[Saved data entries]

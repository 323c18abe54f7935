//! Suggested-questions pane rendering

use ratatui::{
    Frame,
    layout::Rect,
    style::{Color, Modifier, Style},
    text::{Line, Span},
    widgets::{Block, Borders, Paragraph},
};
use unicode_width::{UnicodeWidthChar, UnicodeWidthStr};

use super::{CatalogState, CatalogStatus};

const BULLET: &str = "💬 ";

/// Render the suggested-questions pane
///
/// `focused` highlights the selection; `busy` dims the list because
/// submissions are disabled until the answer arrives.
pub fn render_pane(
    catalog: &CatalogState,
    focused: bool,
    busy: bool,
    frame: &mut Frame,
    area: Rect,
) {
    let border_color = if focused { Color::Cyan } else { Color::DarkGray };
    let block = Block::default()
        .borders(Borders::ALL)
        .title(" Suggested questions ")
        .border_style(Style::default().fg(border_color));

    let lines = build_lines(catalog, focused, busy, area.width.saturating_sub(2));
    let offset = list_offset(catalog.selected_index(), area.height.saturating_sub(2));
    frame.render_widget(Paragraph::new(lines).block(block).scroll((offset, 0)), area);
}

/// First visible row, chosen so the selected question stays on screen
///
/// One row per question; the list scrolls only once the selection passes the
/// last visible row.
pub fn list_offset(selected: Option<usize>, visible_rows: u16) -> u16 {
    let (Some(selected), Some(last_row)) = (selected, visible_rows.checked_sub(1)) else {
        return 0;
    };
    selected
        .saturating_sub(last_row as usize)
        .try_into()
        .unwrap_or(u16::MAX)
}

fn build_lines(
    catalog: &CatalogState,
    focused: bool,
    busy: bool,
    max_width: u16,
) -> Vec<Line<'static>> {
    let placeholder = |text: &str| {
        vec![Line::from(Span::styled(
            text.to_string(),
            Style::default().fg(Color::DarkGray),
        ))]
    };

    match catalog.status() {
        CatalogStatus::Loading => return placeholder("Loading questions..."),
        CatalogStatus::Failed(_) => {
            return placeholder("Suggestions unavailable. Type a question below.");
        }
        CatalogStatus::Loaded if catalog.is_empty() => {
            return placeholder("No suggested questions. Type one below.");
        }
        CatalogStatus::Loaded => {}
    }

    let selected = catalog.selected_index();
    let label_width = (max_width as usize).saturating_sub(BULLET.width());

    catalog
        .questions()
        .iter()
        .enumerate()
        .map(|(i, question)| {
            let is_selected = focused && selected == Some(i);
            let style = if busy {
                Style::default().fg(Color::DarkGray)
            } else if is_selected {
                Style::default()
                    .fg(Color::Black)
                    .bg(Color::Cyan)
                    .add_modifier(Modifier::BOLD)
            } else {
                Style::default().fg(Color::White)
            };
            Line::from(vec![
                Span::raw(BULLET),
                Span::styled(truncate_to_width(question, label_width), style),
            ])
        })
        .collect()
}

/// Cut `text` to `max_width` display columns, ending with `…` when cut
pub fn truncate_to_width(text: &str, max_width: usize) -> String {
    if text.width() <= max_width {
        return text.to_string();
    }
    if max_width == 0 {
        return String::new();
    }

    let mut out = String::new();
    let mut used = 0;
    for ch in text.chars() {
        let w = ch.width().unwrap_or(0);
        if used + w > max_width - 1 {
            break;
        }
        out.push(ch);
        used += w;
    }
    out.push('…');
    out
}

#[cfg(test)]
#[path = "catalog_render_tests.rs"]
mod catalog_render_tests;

...

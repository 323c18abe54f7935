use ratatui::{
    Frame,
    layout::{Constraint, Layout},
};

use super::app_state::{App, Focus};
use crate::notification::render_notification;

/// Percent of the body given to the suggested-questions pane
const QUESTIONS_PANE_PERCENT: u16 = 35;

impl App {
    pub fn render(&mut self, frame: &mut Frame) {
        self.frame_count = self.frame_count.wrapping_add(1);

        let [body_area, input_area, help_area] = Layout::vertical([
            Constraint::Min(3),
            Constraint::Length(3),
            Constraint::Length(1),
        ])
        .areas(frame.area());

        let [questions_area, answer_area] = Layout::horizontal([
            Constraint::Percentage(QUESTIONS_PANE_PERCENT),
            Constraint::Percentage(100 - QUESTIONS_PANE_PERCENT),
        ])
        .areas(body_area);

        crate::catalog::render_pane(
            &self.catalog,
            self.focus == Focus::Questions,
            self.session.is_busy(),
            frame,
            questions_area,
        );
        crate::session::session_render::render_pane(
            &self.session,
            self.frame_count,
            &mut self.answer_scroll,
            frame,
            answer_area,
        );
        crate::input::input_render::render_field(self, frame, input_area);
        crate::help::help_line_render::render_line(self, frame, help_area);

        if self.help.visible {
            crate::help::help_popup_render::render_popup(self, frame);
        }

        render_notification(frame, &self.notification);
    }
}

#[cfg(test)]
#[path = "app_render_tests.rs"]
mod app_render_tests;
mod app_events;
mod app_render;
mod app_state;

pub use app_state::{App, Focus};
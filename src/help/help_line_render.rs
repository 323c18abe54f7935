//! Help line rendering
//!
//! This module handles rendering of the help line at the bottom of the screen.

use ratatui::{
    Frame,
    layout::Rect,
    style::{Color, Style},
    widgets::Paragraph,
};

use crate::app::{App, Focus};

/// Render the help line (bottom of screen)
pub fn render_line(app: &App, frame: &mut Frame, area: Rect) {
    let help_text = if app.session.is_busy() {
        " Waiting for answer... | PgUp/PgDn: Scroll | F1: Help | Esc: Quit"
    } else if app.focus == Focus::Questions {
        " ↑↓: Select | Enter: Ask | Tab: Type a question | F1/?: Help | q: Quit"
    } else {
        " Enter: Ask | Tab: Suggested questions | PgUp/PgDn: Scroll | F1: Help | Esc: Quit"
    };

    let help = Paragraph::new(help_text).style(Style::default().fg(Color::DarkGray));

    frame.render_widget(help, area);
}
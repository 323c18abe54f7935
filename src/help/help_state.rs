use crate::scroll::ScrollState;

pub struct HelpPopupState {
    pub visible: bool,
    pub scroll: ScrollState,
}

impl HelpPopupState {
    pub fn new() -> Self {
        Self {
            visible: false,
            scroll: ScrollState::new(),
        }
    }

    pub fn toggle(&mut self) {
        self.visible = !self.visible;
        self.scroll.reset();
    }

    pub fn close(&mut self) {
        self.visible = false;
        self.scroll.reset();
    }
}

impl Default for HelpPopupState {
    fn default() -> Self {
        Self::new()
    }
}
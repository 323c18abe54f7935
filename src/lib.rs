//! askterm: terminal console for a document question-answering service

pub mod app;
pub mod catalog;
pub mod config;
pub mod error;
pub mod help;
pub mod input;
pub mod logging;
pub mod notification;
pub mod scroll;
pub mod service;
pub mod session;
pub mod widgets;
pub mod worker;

* * *

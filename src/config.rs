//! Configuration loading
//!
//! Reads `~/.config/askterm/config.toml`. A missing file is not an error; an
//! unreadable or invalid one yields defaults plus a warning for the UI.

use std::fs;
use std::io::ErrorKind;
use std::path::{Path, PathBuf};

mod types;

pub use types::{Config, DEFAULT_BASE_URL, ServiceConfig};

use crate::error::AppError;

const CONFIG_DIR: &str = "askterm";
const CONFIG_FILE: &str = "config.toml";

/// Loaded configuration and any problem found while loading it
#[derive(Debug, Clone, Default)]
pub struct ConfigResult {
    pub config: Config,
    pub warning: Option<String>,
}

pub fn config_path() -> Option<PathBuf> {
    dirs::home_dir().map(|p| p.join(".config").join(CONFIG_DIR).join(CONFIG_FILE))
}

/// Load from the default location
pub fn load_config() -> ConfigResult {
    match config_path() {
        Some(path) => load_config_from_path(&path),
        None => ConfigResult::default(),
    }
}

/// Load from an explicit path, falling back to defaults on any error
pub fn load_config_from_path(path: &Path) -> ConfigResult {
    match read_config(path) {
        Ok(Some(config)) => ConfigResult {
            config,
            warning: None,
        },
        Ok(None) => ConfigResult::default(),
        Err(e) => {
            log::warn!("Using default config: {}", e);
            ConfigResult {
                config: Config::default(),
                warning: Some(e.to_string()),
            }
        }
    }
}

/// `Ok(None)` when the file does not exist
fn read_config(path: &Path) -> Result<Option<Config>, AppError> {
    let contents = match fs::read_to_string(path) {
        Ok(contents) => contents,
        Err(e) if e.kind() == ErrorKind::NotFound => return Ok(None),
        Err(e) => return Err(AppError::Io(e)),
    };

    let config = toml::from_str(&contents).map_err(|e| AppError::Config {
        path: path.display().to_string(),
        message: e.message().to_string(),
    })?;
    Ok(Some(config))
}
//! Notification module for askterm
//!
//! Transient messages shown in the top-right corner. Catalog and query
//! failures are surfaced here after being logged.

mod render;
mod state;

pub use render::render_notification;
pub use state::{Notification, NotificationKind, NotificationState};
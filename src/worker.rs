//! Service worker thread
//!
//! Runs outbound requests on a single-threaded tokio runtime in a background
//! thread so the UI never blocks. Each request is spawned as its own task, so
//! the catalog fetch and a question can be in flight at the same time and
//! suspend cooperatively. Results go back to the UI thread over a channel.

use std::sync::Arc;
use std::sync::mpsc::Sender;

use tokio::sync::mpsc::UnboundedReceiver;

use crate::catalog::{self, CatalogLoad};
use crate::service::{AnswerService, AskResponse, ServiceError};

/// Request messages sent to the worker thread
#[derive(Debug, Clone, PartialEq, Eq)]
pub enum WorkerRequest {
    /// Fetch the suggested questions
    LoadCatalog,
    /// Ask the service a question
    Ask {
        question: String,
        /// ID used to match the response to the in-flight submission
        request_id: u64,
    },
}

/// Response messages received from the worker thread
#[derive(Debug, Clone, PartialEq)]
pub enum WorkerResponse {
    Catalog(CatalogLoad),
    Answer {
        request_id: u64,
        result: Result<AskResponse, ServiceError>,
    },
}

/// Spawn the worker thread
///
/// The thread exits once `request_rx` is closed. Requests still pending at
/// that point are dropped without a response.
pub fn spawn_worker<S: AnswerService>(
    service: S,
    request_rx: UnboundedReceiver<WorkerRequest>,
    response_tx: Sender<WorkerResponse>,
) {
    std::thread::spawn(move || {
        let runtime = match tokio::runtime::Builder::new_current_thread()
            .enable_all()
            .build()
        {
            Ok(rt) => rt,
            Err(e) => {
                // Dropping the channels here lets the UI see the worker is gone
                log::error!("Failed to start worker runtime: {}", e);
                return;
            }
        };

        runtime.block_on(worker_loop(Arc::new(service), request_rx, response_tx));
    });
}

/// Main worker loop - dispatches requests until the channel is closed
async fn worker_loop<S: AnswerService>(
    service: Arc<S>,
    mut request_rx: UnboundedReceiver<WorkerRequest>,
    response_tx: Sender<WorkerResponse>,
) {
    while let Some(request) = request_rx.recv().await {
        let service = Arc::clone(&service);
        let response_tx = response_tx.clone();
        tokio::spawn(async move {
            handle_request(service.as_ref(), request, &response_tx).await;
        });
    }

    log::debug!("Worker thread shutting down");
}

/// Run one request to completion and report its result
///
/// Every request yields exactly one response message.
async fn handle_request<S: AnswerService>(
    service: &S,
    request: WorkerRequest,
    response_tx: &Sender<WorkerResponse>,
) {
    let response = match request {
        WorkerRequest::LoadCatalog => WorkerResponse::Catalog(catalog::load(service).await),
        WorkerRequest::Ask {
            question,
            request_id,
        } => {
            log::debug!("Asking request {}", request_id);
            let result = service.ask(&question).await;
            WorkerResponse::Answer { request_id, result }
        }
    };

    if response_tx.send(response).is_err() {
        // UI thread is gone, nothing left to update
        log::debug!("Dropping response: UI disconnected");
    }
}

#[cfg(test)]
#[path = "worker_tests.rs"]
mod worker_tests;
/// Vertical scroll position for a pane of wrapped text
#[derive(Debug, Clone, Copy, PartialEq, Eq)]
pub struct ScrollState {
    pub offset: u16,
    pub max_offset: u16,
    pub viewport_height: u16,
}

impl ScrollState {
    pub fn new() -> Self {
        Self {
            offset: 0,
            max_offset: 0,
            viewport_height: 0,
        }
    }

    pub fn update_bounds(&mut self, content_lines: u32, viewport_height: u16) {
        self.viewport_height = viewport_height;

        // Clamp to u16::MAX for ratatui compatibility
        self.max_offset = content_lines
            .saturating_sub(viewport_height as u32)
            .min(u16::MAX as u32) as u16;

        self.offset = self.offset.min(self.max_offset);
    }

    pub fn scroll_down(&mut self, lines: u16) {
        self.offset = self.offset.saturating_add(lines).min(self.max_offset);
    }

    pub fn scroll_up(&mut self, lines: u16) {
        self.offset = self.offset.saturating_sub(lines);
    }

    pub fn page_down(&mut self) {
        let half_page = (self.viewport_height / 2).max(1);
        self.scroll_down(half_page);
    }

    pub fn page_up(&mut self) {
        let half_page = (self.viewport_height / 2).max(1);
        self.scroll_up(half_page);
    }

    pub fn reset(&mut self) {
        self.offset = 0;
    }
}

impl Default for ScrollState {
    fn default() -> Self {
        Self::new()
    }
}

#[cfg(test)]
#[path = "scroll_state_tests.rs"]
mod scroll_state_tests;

- Your objective -
Only the number is needed. Say how many lines of the entries contain "toml".

- Worked solution -
3